Cloudy Water Causing Big Concerns in Watts

The Los Angeles Department of Water and Power insists it's OK to drink tap water from schools, homes and businesses in the Watts area, despite months of complaints about local cloudy water.

"The water is safe to drink. We've been testing, we test weekly. Now we intend to elevate the testing to daily," said Albert Gastelum, LADWP’s director of water quality.

The agency blames sediment buildup from years of well water pumping for the cloudy appearance. LADWP said in a statement that the agency is testing water at Compton, Lovelia Flournoy, Grape Street, Florence Griffith Joyner and 96 Street elementary schools. 

One parent said she wants her son to bring bottled water to school.

"He always brought water bottles on his own. I encourage that," Juanita Owens said of her son's water habits at school.

On April 29, the Office of Environmental Health and Safety investigated complaints from Joyner, Flournoy, Grape and 96th Street elementary schools.

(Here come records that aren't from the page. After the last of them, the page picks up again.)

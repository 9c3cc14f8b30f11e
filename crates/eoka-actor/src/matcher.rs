//! Binding a target description to one affordance.
//!
//! A plain lexical scorer with fixed weights, so results are reproducible:
//!
//! | rule | points |
//! |---|---|
//! | name equals target (case-insensitive) | 100 |
//! | name contains target or target contains name | 80 |
//! | tag named by target | 60 |
//! | otherwise, per target token shared with name/tag | 20 |
//! | action fits the tag (only when already scoring) | +10 |

use serde::Serialize;
use std::collections::HashSet;
use tracing::debug;

use crate::action::ActionKind;
use crate::affordance::Affordance;
use crate::intent::Confidence;

pub const EXACT_NAME_SCORE: u32 = 100;
pub const SUBSTRING_SCORE: u32 = 80;
pub const TAG_SCORE: u32 = 60;
pub const SHARED_TOKEN_SCORE: u32 = 20;
pub const ACTION_BONUS: u32 = 10;

pub const HIGH_CONFIDENCE: u32 = 80;
pub const MEDIUM_CONFIDENCE: u32 = 40;

/// The chosen affordance.
#[derive(Debug, Clone, PartialEq, Serialize)]
pub struct SelectorMatch {
    pub name: Option<String>,
    pub tag: String,
    pub selector: String,
    #[serde(skip)]
    pub index: usize,
    #[serde(skip)]
    pub score: u32,
    #[serde(skip)]
    pub confidence: Confidence,
}

#[derive(Debug, Clone, PartialEq)]
pub enum MatchOutcome {
    Match(SelectorMatch),
    NoMatch { suggestion: String },
}

impl MatchOutcome {
    pub fn best(&self) -> Option<&SelectorMatch> {
        match self {
            Self::Match(m) => Some(m),
            Self::NoMatch { .. } => None,
        }
    }
}

fn words(s: &str) -> HashSet<String> {
    s.split(|c: char| !c.is_alphanumeric())
        .filter(|w| !w.is_empty())
        .map(str::to_lowercase)
        .collect()
}

/// Score one affordance against a target description.
pub fn score(target: &str, action: ActionKind, affordance: &Affordance) -> u32 {
    let target = target.trim().to_lowercase();
    if target.is_empty() {
        return 0;
    }
    let name = affordance
        .name
        .as_deref()
        .map(|n| n.trim().to_lowercase())
        .unwrap_or_default();
    let tag = affordance.tag.to_lowercase();
    let target_words = words(&target);

    let base = if !name.is_empty() && name == target {
        EXACT_NAME_SCORE
    } else if !name.is_empty() && (name.contains(&target) || target.contains(&name)) {
        SUBSTRING_SCORE
    } else if !tag.is_empty()
        && (target_words.contains(&tag) || (tag.len() >= 3 && target.contains(&tag)))
    {
        TAG_SCORE
    } else {
        let mut known = words(&name);
        known.insert(tag.clone());
        target_words.intersection(&known).count() as u32 * SHARED_TOKEN_SCORE
    };

    if base == 0 {
        return 0;
    }
    let fits = (action.is_click_like() && matches!(tag.as_str(), "button" | "a" | "input"))
        || (action.is_type_like() && matches!(tag.as_str(), "input" | "textarea"));
    if fits {
        base + ACTION_BONUS
    } else {
        base
    }
}

/// Best affordance for `target`. Ties go to the earliest in document order.
pub fn match_target(target: &str, action: ActionKind, affordances: &[Affordance]) -> MatchOutcome {
    let mut best: Option<(usize, u32)> = None;
    for (i, a) in affordances.iter().enumerate() {
        let s = score(target, action, a);
        if s > best.map_or(0, |(_, b)| b) {
            best = Some((i, s));
        }
    }

    let Some((index, score)) = best else {
        debug!(wanted = %target, candidates = affordances.len(), "no affordance matched");
        return MatchOutcome::NoMatch {
            suggestion: format!(
                "No element matches \"{}\". Be more specific, e.g. use the visible label of the element.",
                target.trim()
            ),
        };
    };

    let a = &affordances[index];
    let confidence = Confidence::band(score, HIGH_CONFIDENCE, MEDIUM_CONFIDENCE);
    debug!(wanted = %target, selector = %a.selector, score, %confidence, "matched affordance");
    MatchOutcome::Match(SelectorMatch {
        name: a.name.clone(),
        tag: a.tag.clone(),
        selector: a.selector.clone(),
        index,
        score,
        confidence,
    })
}

#[cfg(test)]
mod tests {
    use super::*;

    fn aff(name: Option<&str>, tag: &str, selector: &str) -> Affordance {
        serde_json::from_value(serde_json::json!({
            "name": name,
            "tag": tag,
            "selector": selector,
        }))
        .unwrap()
    }

    #[test]
    fn exact_name_is_high() {
        let list = [aff(Some("Submit"), "BUTTON", "[data-id=x1]")];
        let m = match_target("submit", ActionKind::Click, &list);
        let m = m.best().unwrap();
        assert_eq!(m.score, EXACT_NAME_SCORE + ACTION_BONUS);
        assert_eq!(m.confidence, Confidence::High);
        assert_eq!(m.selector, "[data-id=x1]");

        let m = match_target("Submit", ActionKind::ScrollToElement, &list);
        assert_eq!(m.best().unwrap().score, EXACT_NAME_SCORE);
    }

    #[test]
    fn weights() {
        let a = aff(Some("Email address"), "input", "#e");
        assert_eq!(score("email", ActionKind::WaitForElement, &a), SUBSTRING_SCORE);
        assert_eq!(score("your email address please", ActionKind::WaitForElement, &a), SUBSTRING_SCORE);
        assert_eq!(score("email", ActionKind::Type, &a), SUBSTRING_SCORE + ACTION_BONUS);

        let b = aff(None, "textarea", "#t");
        assert_eq!(score("comment textarea", ActionKind::Focus, &b), TAG_SCORE);
        assert_eq!(score("comment textarea", ActionKind::TypeFast, &b), TAG_SCORE + ACTION_BONUS);

        let c = aff(Some("Save draft now"), "div", "#s");
        assert_eq!(score("draft save", ActionKind::Click, &c), 2 * SHARED_TOKEN_SCORE);
        assert_eq!(score("nothing here", ActionKind::Click, &c), 0);
    }

    #[test]
    fn bonus_needs_a_base_score() {
        let a = aff(Some("Go"), "button", "#go");
        assert_eq!(score("unrelated", ActionKind::Click, &a), 0);
    }

    #[test]
    fn ties_go_to_first() {
        let list = [
            aff(Some("Next"), "button", "#first"),
            aff(Some("Next"), "button", "#second"),
        ];
        let m = match_target("next", ActionKind::Click, &list);
        assert_eq!(m.best().unwrap().selector, "#first");
        assert_eq!(m.best().unwrap().index, 0);
    }

    #[test]
    fn better_later_candidate_wins() {
        let list = [
            aff(Some("Sign up for news"), "a", "#news"),
            aff(Some("Sign up"), "button", "#signup"),
        ];
        let m = match_target("sign up", ActionKind::Click, &list);
        assert_eq!(m.best().unwrap().selector, "#signup");
    }

    #[test]
    fn medium_and_low_bands() {
        let list = [aff(Some("Save draft now"), "div", "#s")];
        let m = match_target("draft save", ActionKind::Focus, &list);
        assert_eq!(m.best().unwrap().confidence, Confidence::Medium);
        let m = match_target("draft copy", ActionKind::Focus, &list);
        assert_eq!(m.best().unwrap().score, SHARED_TOKEN_SCORE);
        assert_eq!(m.best().unwrap().confidence, Confidence::Low);
        let m = match_target("draft", ActionKind::Focus, &[aff(Some("Drafts and more"), "div", "#d")]);
        // "draft" is a substring of the name
        assert_eq!(m.best().unwrap().confidence, Confidence::High);
        let m = match_target("old draft", ActionKind::Focus, &[aff(Some("Draft"), "div", "#d")]);
        assert_eq!(m.best().unwrap().score, SUBSTRING_SCORE);
        let m = match_target("x y draft", ActionKind::Focus, &[aff(Some("Drafts"), "span", "#d")]);
        assert!(m.best().is_none());
    }

    #[test]
    fn no_shared_tokens_is_no_match() {
        let list = [aff(Some("Submit"), "button", "#s"), aff(Some("Cancel"), "a", "#c")];
        match match_target("shopping cart", ActionKind::Click, &list) {
            MatchOutcome::NoMatch { suggestion } => assert!(suggestion.contains("more specific")),
            other => panic!("Expected NoMatch, got {:?}", other),
        }
        assert!(match_target("", ActionKind::Click, &list).best().is_none());
    }
}
//! The page surface the collector and the actor work against.
//!
//! [`Dom`] is a small, selector-addressed set of primitives. Two backends:
//!
//! - [`PageDom`] runs each primitive as a short JS program in a live
//!   `eoka::Page`.
//! - [`MemoryDom`] is an in-process document with the same observable
//!   behavior (events, bubbling listeners, focus, scrolling, mutations).

mod memory;
mod page;
mod selector;

pub use memory::{Element, EventRecord, Listener, MemoryDom, NodeId};
pub use page::PageDom;

use serde::Deserialize;
use std::collections::BTreeMap;
use std::time::Duration;

use crate::action::ScrollOptions;
use crate::affordance::BBox;
use crate::Result;

/// Attribute that carries an element's affordance identity.
pub const IDENTITY_ATTR: &str = "data-id";

/// Elements considered interactive, in the order the query lists them.
pub const INTERACTIVE_QUERY: &str = "a, button, input, textarea, select, \
    [role=\"button\"], [role=\"link\"], [role=\"tab\"], [role=\"menuitem\"], \
    [role=\"option\"], [role=\"treeitem\"], \
    [contenteditable=\"\"], [contenteditable=\"true\"]";

/// One pass over the document.
#[derive(Debug, Clone, Default, Deserialize)]
#[serde(rename_all = "camelCase", default)]
pub struct Scan {
    /// Interactive nodes in document order.
    pub nodes: Vec<NodeFacts>,
    /// Every identity value present anywhere in the document, interactive
    /// or not, scanned or past the limit.
    pub taken: Vec<String>,
}

/// Everything the collector needs to know about one interactive node,
/// read in a single pass over the document.
#[derive(Debug, Clone, Default, Deserialize)]
#[serde(rename_all = "camelCase", default)]
pub struct NodeFacts {
    /// Backend handle for [`Dom::stamp`]; meaningful until the next scan.
    pub key: String,
    /// Lower-case tag name.
    pub tag: String,
    pub attrs: BTreeMap<String, String>,
    /// Raw `textContent`.
    pub text: String,
    /// Text of a `<label for>` pointing at this element.
    pub label_text: Option<String>,
    /// Text of the elements named by `aria-labelledby`.
    pub labelledby_text: Option<String>,
    /// Existing identity, `None` if absent or carried by any other element
    /// of the document.
    pub identity: Option<String>,
    /// Nearest ancestor tag, unless that ancestor is `<body>`.
    pub parent_tag: Option<String>,
    /// 1-based position among same-tag siblings.
    pub nth_of_type: usize,
    /// Viewport coordinates.
    pub bbox: BBox,
    pub display: String,
    pub visibility: String,
    pub disabled: bool,
}

/// How text gets into an element.
#[derive(Debug, Clone, Copy, PartialEq, Eq)]
pub enum InputKind {
    /// `<input>` / `<textarea>`: native `value` setter.
    FormControl,
    /// contenteditable: `textContent`.
    ContentEditable,
    Other,
}

/// What a selector resolved to.
#[derive(Debug, Clone, PartialEq, Eq)]
pub struct ElementInfo {
    pub tag: String,
    pub input: InputKind,
    pub focusable: bool,
}

/// Synthetic events the actor dispatches.
#[derive(Debug, Clone, Copy, PartialEq, Eq, Hash)]
pub enum DomEvent {
    /// Bubbling, cancelable `MouseEvent`.
    Click,
    /// Bubbling `Event`.
    Input,
    /// Bubbling `Event`.
    Change,
}

impl DomEvent {
    pub fn name(self) -> &'static str {
        match self {
            Self::Click => "click",
            Self::Input => "input",
            Self::Change => "change",
        }
    }

    pub fn cancelable(self) -> bool {
        matches!(self, Self::Click)
    }
}

/// Window-level scrolling.
#[derive(Debug, Clone, Copy, PartialEq)]
pub enum ScrollCommand {
    To { x: f64, y: f64 },
    By { x: f64, y: f64 },
    Top,
    Bottom,
    /// One viewport height down.
    PageDown,
    /// One viewport height up.
    PageUp,
}

/// Selector-addressed DOM primitives.
///
/// Methods returning `bool` report whether the selector matched; turning a
/// miss into an error is the caller's job.
#[allow(async_fn_in_trait)]
pub trait Dom {
    /// Interactive nodes in document order, at most `limit`.
    async fn scan(&self, limit: usize) -> Result<Scan>;

    /// Write identities onto scanned nodes, `(key, identity)` pairs.
    async fn stamp(&self, assignments: &[(String, String)]) -> Result<()>;

    async fn locate(&self, selector: &str) -> Result<Option<ElementInfo>>;

    async fn focus(&self, selector: &str) -> Result<bool>;

    async fn blur(&self, selector: &str) -> Result<bool>;

    async fn dispatch(&self, selector: &str, event: DomEvent) -> Result<bool>;

    /// `value` for form controls, `textContent` otherwise.
    async fn read_value(&self, selector: &str) -> Result<Option<String>>;

    /// Write through the native setter (form controls) or `textContent`.
    async fn write_value(&self, selector: &str, value: &str) -> Result<bool>;

    async fn scroll_window(&self, command: ScrollCommand) -> Result<()>;

    async fn scroll_into_view(&self, selector: &str, options: ScrollOptions) -> Result<bool>;

    /// Resolve once `selector` matches, or `false` after `timeout`.
    async fn wait_for(&self, selector: &str, timeout: Duration) -> Result<bool>;
}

Those tests showed the water was "adequately chlorinated, and no bacteria were detected," according to the LADWP statement.

Maintenance and operation staff members flushed plumbing lines over the weekend at each school as a precaution, according to the statement.

"It shouldn't be happening but it is happening, so we know that there is some amount of sediment in the water that's in the pipelines that needs to be removed," Marty Adams, LADWP Director of Water Operations, said.

Some of the first complaints of water issues out of 40 total came after a fire hydrant was knocked out in February, according to the LADWP.

LADWP also says a possible reason for the discoloration could be due to years of not flushing the system -- a practice stopped in the early 2000s for water conservation during the drought.

"The water is actually safe from a biological standpoint -- there is nothing unsafe about drinking it," Adams said.

Activist Tim Watkins of the Watts Labor Community Action Committee said water captured in bottles at the homes of Watts citizens shows how poor the visibility is.

"All of us know better than to drink water that comes out this color," he said. "Even though we're told by DWP that tap water is safe."

Local officials are backing the call for something to be done.

"Nobody here should turn on the spout and get anything other than clean water," said Councilman Margueese Harris-Dawson.

He said he's counting on DWP to tackle the problem.

"We intend to begin a flushing program in the area. Focus on areas of the neighborhood where we have been getting the most calls," he said.

The councilman also advised citizens to stay aware.

"DWP says that the water is safe to drink. We say take a hard look at it. Drink it out of a clear glass so you can see what you're drinking. The cloudiness is intermittent."

DWP said the system flushing will continue for a month.